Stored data

○ ○ ○

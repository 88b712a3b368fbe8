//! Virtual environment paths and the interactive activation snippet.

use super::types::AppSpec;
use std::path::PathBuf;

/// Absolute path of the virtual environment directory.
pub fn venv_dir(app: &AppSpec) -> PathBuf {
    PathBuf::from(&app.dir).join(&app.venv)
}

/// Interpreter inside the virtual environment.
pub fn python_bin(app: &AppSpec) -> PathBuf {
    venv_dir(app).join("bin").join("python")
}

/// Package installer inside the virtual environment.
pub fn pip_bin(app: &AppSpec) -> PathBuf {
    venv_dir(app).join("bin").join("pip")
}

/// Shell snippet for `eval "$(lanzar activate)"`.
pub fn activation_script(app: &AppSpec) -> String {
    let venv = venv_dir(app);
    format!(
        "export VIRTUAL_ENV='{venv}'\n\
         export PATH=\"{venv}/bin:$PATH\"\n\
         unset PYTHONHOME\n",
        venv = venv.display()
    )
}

○ ○ ○

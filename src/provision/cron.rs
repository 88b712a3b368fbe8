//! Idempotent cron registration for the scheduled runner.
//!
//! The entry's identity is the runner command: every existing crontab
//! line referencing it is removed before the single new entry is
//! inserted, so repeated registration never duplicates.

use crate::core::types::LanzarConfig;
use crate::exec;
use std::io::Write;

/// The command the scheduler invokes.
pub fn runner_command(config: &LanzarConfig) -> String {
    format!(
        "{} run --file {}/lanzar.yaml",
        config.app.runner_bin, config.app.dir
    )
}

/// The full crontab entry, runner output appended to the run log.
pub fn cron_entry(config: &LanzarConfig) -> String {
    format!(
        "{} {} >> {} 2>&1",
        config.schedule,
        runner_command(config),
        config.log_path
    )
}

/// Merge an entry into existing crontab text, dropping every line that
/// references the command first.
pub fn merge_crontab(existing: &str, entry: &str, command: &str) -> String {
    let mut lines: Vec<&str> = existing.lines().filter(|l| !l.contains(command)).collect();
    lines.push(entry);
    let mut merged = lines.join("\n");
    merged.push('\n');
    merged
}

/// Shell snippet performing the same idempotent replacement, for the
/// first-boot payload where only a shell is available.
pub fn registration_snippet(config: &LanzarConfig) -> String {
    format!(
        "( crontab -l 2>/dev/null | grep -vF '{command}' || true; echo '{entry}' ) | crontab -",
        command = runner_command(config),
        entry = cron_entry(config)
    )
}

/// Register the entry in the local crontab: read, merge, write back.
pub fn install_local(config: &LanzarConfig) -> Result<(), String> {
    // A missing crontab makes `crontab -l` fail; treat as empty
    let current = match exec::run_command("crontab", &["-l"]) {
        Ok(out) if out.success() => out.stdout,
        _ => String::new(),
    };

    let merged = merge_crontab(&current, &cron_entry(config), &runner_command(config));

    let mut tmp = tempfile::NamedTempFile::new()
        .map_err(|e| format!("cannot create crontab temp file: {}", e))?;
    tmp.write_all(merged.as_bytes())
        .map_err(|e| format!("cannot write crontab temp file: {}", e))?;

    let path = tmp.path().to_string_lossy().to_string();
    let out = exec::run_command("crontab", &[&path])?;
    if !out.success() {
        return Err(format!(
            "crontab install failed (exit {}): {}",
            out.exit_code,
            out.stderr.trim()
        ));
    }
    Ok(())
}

○ ○ ○

- [THE TASK]: Extract every line above containing the word "types".

- [SOLUTION TO THIS EXERCISE]:
use super::types::AppSpec;
use crate::core::types::LanzarConfig;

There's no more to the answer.